Navalny accuses the Federal Security Service (FSB) of carrying out the poisoning on Putin’s orders, a claim the Kremlin has repeatedly denied.

Leonid Volkov, the head of Navalny’s regional network, told AFP that organisers had decided to gather protesters at the FSB because they are the “poisoners” and the presidential administration because they “make the decisions about whether to jail or release Navalny”.

“So of course we are appealing to them,” he said.

On Tuesday, Kremlin spokesman Dmitry Peskov explained the government’s view of the protests, describing demonstrators as “lawbreakers” and rally organisers as “terrorists” in comments to reporters.

– ‘No other instrument’ –

Volkov earlier called on Russians to rally again to put pressure on the authorities to release Navalny before he is due in court next Tuesday on charges of breaking the terms of a 2014 suspended sentence.

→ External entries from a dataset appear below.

//! Kubeconfig CRD
//!
//! Retrieves Kubernetes admin credentials from a bootstrapped cluster.

use chrono::{DateTime, Utc};
use kube::CustomResource;
use schemars::JsonSchema;
use serde::{Deserialize, Serialize};

use crate::common::{CredentialSource, ManagedResourceSpec, ManagedSpec, ManagedStatus, ResourceStatus};
use crate::references::ResourceReference;

/// KubeconfigSpec names the control plane node to read credentials from
#[derive(CustomResource, Debug, Clone, Serialize, Deserialize, JsonSchema, Default)]
#[kube(
    group = "talos.microscaler.io",
    version = "v1alpha1",
    kind = "Kubeconfig",
    status = "KubeconfigStatus",
    category = "talos",
    printcolumn = r#"{"name":"READY","type":"string","jsonPath":".status.conditions[?(@.type=='Ready')].status"}"#,
    printcolumn = r#"{"name":"SYNCED","type":"string","jsonPath":".status.conditions[?(@.type=='Synced')].status"}"#
)]
#[serde(rename_all = "camelCase")]
pub struct KubeconfigSpec {
    /// Control plane node
    pub node: String,

    /// Endpoint to dial instead of the node
    #[serde(default, skip_serializing_if = "Option::is_none")]
    pub endpoint: Option<String>,

    /// Bootstrap record that must report `bootstrapped` first
    #[serde(default, skip_serializing_if = "Option::is_none")]
    pub bootstrap_ref: Option<ResourceReference>,

    /// Credentials for the machine API
    #[serde(flatten)]
    pub credentials: CredentialSource,

    /// Deletion policy and connection secret target
    #[serde(flatten)]
    pub managed: ManagedResourceSpec,
}

/// Kubernetes client credentials extracted from the kubeconfig
#[derive(Clone, Serialize, Deserialize, JsonSchema, Default, PartialEq, Eq)]
#[serde(rename_all = "camelCase")]
pub struct KubernetesClientConfiguration {
    /// API server URL
    pub host: String,

    /// Cluster CA certificate (PEM)
    pub ca_certificate: String,

    /// Admin client certificate (PEM)
    pub client_certificate: String,

    /// Admin client key (PEM)
    pub client_key: String,
}

impl std::fmt::Debug for KubernetesClientConfiguration {
    fn fmt(&self, f: &mut std::fmt::Formatter<'_>) -> std::fmt::Result {
        f.debug_struct("KubernetesClientConfiguration")
            .field("host", &self.host)
            .finish_non_exhaustive()
    }
}

/// KubeconfigStatus holds the retrieved credentials
#[derive(Debug, Clone, Serialize, Deserialize, JsonSchema, Default, PartialEq, Eq)]
#[serde(rename_all = "camelCase")]
pub struct KubeconfigStatus {
    /// Retrieved credentials
    #[serde(default, skip_serializing_if = "Option::is_none")]
    pub kubernetes_client_configuration: Option<KubernetesClientConfiguration>,

    /// When the credentials were retrieved
    #[serde(default, skip_serializing_if = "Option::is_none")]
    pub retrieved_time: Option<DateTime<Utc>>,

    /// Conditions and observed generation
    #[serde(flatten)]
    pub resource: ResourceStatus,
}

impl ManagedSpec for KubeconfigSpec {
    fn managed(&self) -> &ManagedResourceSpec {
        &self.managed
    }
}

impl ManagedStatus for KubeconfigStatus {
    fn resource(&self) -> &ResourceStatus {
        &self.resource
    }
    fn resource_mut(&mut self) -> &mut ResourceStatus {
        &mut self.resource
    }
}
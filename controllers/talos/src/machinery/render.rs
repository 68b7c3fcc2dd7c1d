//! Machine configuration rendering
//!
//! Turns a Configuration spec plus the cluster's generated secrets into a
//! Talos `v1alpha1` machine configuration document. Rendering is a pure
//! function of its inputs: identical spec, secrets and defaults always give
//! byte-identical output.
//!
//! Workers receive only the CA certificates they need to trust; keys, the
//! aggregator CA, the service account key, etcd and the secretbox secret
//! stay on control plane nodes.

use base64::Engine;
use base64::engine::general_purpose::STANDARD;
use crds::{ConfigurationSpec, MachineType};
use serde::Serialize;

use crate::config::RenderDefaults;
use crate::error::ControllerError;
use crate::machinery::patch::apply_patches;
use crate::machinery::pki::{CertificateAndKey, MachineSecrets};

#[derive(Serialize)]
#[serde(rename_all = "camelCase")]
struct Document<'a> {
    version: &'static str,
    debug: bool,
    persist: bool,
    machine: Machine<'a>,
    cluster: Cluster<'a>,
}

#[derive(Serialize)]
#[serde(rename_all = "camelCase")]
struct Machine<'a> {
    #[serde(rename = "type")]
    type_: &'static str,
    token: &'a str,
    ca: Pem,
    #[serde(rename = "certSANs")]
    cert_sans: Vec<&'a str>,
    kubelet: Kubelet,
    network: Empty,
    install: Install,
    features: Features,
}

#[derive(Serialize)]
#[serde(rename_all = "camelCase")]
struct Kubelet {
    image: String,
    default_runtime_seccomp_profile_enabled: bool,
}

#[derive(Serialize)]
struct Empty {}

#[derive(Serialize)]
#[serde(rename_all = "camelCase")]
struct Install {
    disk: String,
    image: String,
    wipe: bool,
}

#[derive(Serialize)]
#[serde(rename_all = "camelCase")]
struct Features {
    rbac: bool,
    stable_hostname: bool,
    apid_check_extended_key_usage: bool,
}

#[derive(Serialize)]
#[serde(rename_all = "camelCase")]
struct Cluster<'a> {
    id: &'a str,
    secret: &'a str,
    control_plane: ControlPlane,
    cluster_name: String,
    network: Network,
    token: &'a str,
    #[serde(skip_serializing_if = "Option::is_none")]
    secretbox_encryption_secret: Option<&'a str>,
    ca: Pem,
    #[serde(rename = "aggregatorCA", skip_serializing_if = "Option::is_none")]
    aggregator_ca: Option<Pem>,
    #[serde(skip_serializing_if = "Option::is_none")]
    service_account: Option<ServiceAccount>,
    #[serde(skip_serializing_if = "Option::is_none")]
    etcd: Option<Etcd>,
}

#[derive(Serialize)]
struct ControlPlane {
    endpoint: String,
}

#[derive(Serialize)]
#[serde(rename_all = "camelCase")]
struct Network {
    dns_domain: String,
    pod_subnets: Vec<String>,
    service_subnets: Vec<String>,
}

#[derive(Serialize)]
struct Pem {
    crt: String,
    #[serde(skip_serializing_if = "Option::is_none")]
    key: Option<String>,
}

impl Pem {
    fn full(pair: &CertificateAndKey) -> Self {
        Self {
            crt: STANDARD.encode(&pair.crt),
            key: Some(STANDARD.encode(&pair.key)),
        }
    }

    fn certificate_only(pair: &CertificateAndKey) -> Self {
        Self {
            crt: STANDARD.encode(&pair.crt),
            key: None,
        }
    }
}

#[derive(Serialize)]
struct ServiceAccount {
    key: String,
}

#[derive(Serialize)]
struct Etcd {
    ca: Pem,
}

fn or_default<'a>(value: &'a str, default: &'a str) -> &'a str {
    if value.trim().is_empty() { default } else { value }
}

fn versioned(version: &str) -> String {
    if version.starts_with('v') {
        version.to_string()
    } else {
        format!("v{version}")
    }
}

/// Render the machine configuration for `spec`
///
/// Empty cluster name, endpoint, versions and install disk fall back to
/// `defaults`. `configPatches` are merged in order onto the result.
pub fn render(spec: &ConfigurationSpec, secrets: &MachineSecrets, defaults: &RenderDefaults) -> Result<String, ControllerError> {
    let cluster_name = or_default(&spec.cluster_name, &defaults.cluster_name);
    let endpoint = or_default(&spec.cluster_endpoint, &defaults.cluster_endpoint);
    if !endpoint.starts_with("https://") {
        return Err(ControllerError::Render(format!(
            "cluster endpoint must be an https URL, got {endpoint}"
        )));
    }
    let talos_version = versioned(or_default(spec.talos_version.as_deref().unwrap_or(""), &defaults.talos_version));
    let kubernetes_version = versioned(or_default(
        spec.kubernetes_version.as_deref().unwrap_or(""),
        &defaults.kubernetes_version,
    ));
    let install_disk = or_default(spec.install_disk.as_deref().unwrap_or(""), &defaults.install_disk);

    let controlplane = spec.machine_type == MachineType::Controlplane;
    let kubernetes = &secrets.kubernetes;
    let os_ca = &secrets.trustd.os;

    let document = Document {
        version: "v1alpha1",
        debug: false,
        persist: true,
        machine: Machine {
            type_: spec.machine_type.as_str(),
            token: &secrets.trustd.token,
            ca: if controlplane { Pem::full(os_ca) } else { Pem::certificate_only(os_ca) },
            cert_sans: spec.node.as_deref().into_iter().collect(),
            kubelet: Kubelet {
                image: format!("{}:{kubernetes_version}", defaults.kubelet_image),
                default_runtime_seccomp_profile_enabled: true,
            },
            network: Empty {},
            install: Install {
                disk: install_disk.to_string(),
                image: format!("{}:{talos_version}", defaults.installer_image),
                wipe: false,
            },
            features: Features {
                rbac: true,
                stable_hostname: true,
                apid_check_extended_key_usage: true,
            },
        },
        cluster: Cluster {
            id: &secrets.cluster.id,
            secret: &secrets.cluster.secret,
            control_plane: ControlPlane {
                endpoint: endpoint.to_string(),
            },
            cluster_name: cluster_name.to_string(),
            network: Network {
                dns_domain: defaults.dns_domain.clone(),
                pod_subnets: defaults.pod_subnets.clone(),
                service_subnets: defaults.service_subnets.clone(),
            },
            token: &secrets.cluster.bootstrap_token,
            secretbox_encryption_secret: controlplane.then_some(secrets.cluster.secretbox_encryption_secret.as_str()),
            ca: if controlplane {
                Pem::full(&kubernetes.k8s)
            } else {
                Pem::certificate_only(&kubernetes.k8s)
            },
            aggregator_ca: controlplane.then(|| Pem::full(&kubernetes.k8s_aggregator)),
            service_account: controlplane.then(|| ServiceAccount {
                key: STANDARD.encode(&kubernetes.k8s_service_account_key),
            }),
            etcd: controlplane.then(|| Etcd {
                ca: Pem::full(&kubernetes.etcd),
            }),
        },
    };

    let rendered = serde_yaml::to_string(&document)?;
    apply_patches(&rendered, &spec.config_patches)
}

The Kremlin critic could be jailed for more than three years if the court rules in favour of Russia’s prison service, which says Navalny failed to check in with it twice per month while he was in Germany.

At a press conference at the offices of Navalny’s Anti-Corruption Foundation in central Moscow on Tuesday, his associate Lyubov Sobol said people joined the weekend protests because of “the lawlessness that is happening in our country”.

She predicted that the rallies will continue because “unfortunately there is simply no other instrument for Russians to declare their rights”.

Russian authorities have clamped down on previous large-scale opposition protest movements by launching criminal cases against demonstrators for violence against law enforcement officials.

On Tuesday, the Investigative Committee, which probes major crimes, said it had opened probes into 20 people for “using violence against government officials” during Saturday’s rallies.

Describing several instances of alleged violence, the Investigative Committee said in a statement that in Moscow one man “inflicted several blows to the head of a police officer,” while another hit a police officer with his car.

The charge is punishable by five to 10 years in prison depending on the severity of the violence.